On 2/10/11, alex <aaatlantic at aol.com> wrote:
> Dear all,
>  I absolutely agree with pretty much everything that's been posted
> here, so far.  Blindness shouldn't really be a factor in deciding who
> you're going to marry, which is why I'm _probably_ not going to marry
> a blind person.  Most of my friends are sighted, most of the people I
> work with are sighted, and, because of that, odds are it'll be a
> sighted person I eventually marry.  Let's say I fall in love with a
> girl who happens to be blind...assuming she's a competent homemaker,
> and assuming I have the skills to get a good job, and assuming we both
> can travel independently where we need to go...great.  But because my
> "dating pool" is almost totally sighted...that's probably not going to
> happen.  If blindness is only a characteristic, it shouldn't matter.

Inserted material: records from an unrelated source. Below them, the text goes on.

//! Graceful shutdown coordination for the hosting server.
//!
//! [`ShutdownSignal`] fans a single trigger out to every task that awaits
//! it; [`ConnectionTracker`] counts in-flight connections so shutdown can
//! wait for them to drain.

use std::sync::atomic::{AtomicBool, AtomicUsize, Ordering};
use std::sync::Arc;

use tokio::sync::{broadcast, Notify};

/// A cloneable signal used to trigger and await graceful shutdown.
///
/// All clones observe the same trigger; triggering more than once is a
/// no-op.
#[derive(Debug, Clone)]
pub struct ShutdownSignal {
    triggered: Arc<AtomicBool>,
    sender: broadcast::Sender<()>,
}

impl ShutdownSignal {
    /// Creates an untriggered signal.
    #[must_use]
    pub fn new() -> Self {
        let (sender, _) = broadcast::channel(1);
        Self {
            triggered: Arc::new(AtomicBool::new(false)),
            sender,
        }
    }

    /// Creates a signal that triggers on SIGTERM or SIGINT.
    #[must_use]
    pub fn with_os_signals() -> Self {
        let signal = Self::new();
        let trigger = signal.clone();

        tokio::spawn(async move {
            wait_for_os_signal().await;
            trigger.trigger();
        });

        signal
    }

    /// Triggers the signal, waking every waiter.
    pub fn trigger(&self) {
        if self
            .triggered
            .compare_exchange(false, true, Ordering::SeqCst, Ordering::SeqCst)
            .is_ok()
        {
            let _ = self.sender.send(());
        }
    }

    /// Returns `true` once the signal has been triggered.
    #[must_use]
    pub fn is_shutdown(&self) -> bool {
        self.triggered.load(Ordering::SeqCst)
    }

    /// Waits until the signal is triggered; returns immediately if it
    /// already was.
    pub async fn recv(&self) {
        let mut receiver = self.sender.subscribe();
        if self.triggered.load(Ordering::SeqCst) {
            return;
        }
        // A send between the subscribe and the await is buffered, so this
        // cannot miss the trigger.
        let _ = receiver.recv().await;
    }
}

impl Default for ShutdownSignal {
    fn default() -> Self {
        Self::new()
    }
}

async fn wait_for_os_signal() {
    #[cfg(unix)]
    {
        use tokio::signal::unix::{signal, SignalKind};

        let Ok(mut sigterm) = signal(SignalKind::terminate()) else {
            tracing::error!("cannot register SIGTERM handler");
            return;
        };
        let Ok(mut sigint) = signal(SignalKind::interrupt()) else {
            tracing::error!("cannot register SIGINT handler");
            return;
        };

        tokio::select! {
            _ = sigterm.recv() => tracing::info!("received SIGTERM"),
            _ = sigint.recv() => tracing::info!("received SIGINT"),
        }
    }

    #[cfg(not(unix))]
    {
        if tokio::signal::ctrl_c().await.is_ok() {
            tracing::info!("received Ctrl+C");
        }
    }
}

/// Counts in-flight connections during shutdown.
///
/// Each connection holds a [`ConnectionToken`]; when the last token drops,
/// [`ConnectionTracker::drained`] completes.
#[derive(Debug, Clone)]
pub struct ConnectionTracker {
    active: Arc<AtomicUsize>,
    notify: Arc<Notify>,
}

impl ConnectionTracker {
    /// Creates a tracker with no active connections.
    #[must_use]
    pub fn new() -> Self {
        Self {
            active: Arc::new(AtomicUsize::new(0)),
            notify: Arc::new(Notify::new()),
        }
    }

    /// Acquires a token for one connection.
    #[must_use]
    pub fn acquire(&self) -> ConnectionToken {
        self.active.fetch_add(1, Ordering::SeqCst);
        ConnectionToken {
            active: Arc::clone(&self.active),
            notify: Arc::clone(&self.notify),
        }
    }

    /// Returns the number of connections currently tracked.
    #[must_use]
    pub fn active_connections(&self) -> usize {
        self.active.load(Ordering::SeqCst)
    }

    /// Waits until every token has been dropped.
    pub async fn drained(&self) {
        while self.active.load(Ordering::SeqCst) > 0 {
            self.notify.notified().await;
        }
    }
}

impl Default for ConnectionTracker {
    fn default() -> Self {
        Self::new()
    }
}

/// A token representing one in-flight connection.
#[derive(Debug)]
pub struct ConnectionToken {
    active: Arc<AtomicUsize>,
    notify: Arc<Notify>,
}

impl Drop for ConnectionToken {
    fn drop(&mut self) {
        if self.active.fetch_sub(1, Ordering::SeqCst) == 1 {
            self.notify.notify_waiters();
        }
    }
}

> Yet I know so many (who I respect a great deal), who make blindness
> and blind issues their livelyhoods.  I know we need good professionals
> in the blindness field, I know we have to fight for
> accessibility...but there are other fights and other causes much more
> important to me.  I admire people who devote their time and energy to
> advocating for other blind people, I hope to do a good bit of it
> myself...but I hope to do much, much more.  And so many people in the
> Federation, from what I've seen, focus so much on blindness and it
> makes me think "wait a minute.  Isn't this only supposed to be a
> characteristic?  A minor inconvenience?"  I don't want to devote such
> a disproportionate amount of my energy and ability to a
> nuisence...but, that's just me.
>  All the best,
> Kirt
>
> On 2/10/11, Beth <thebluesisloose at gmail.com> wrote:
>> I am dating my bf because he's sweet, not because he's blind.
>> HE's from Africa though, and sometimes it frustrates me what
>> African people think of blind people.  African blind men marry
>> sighted women to take care of them.  My bf could've married a
>> Somali college student, but I feel that would've been wrong.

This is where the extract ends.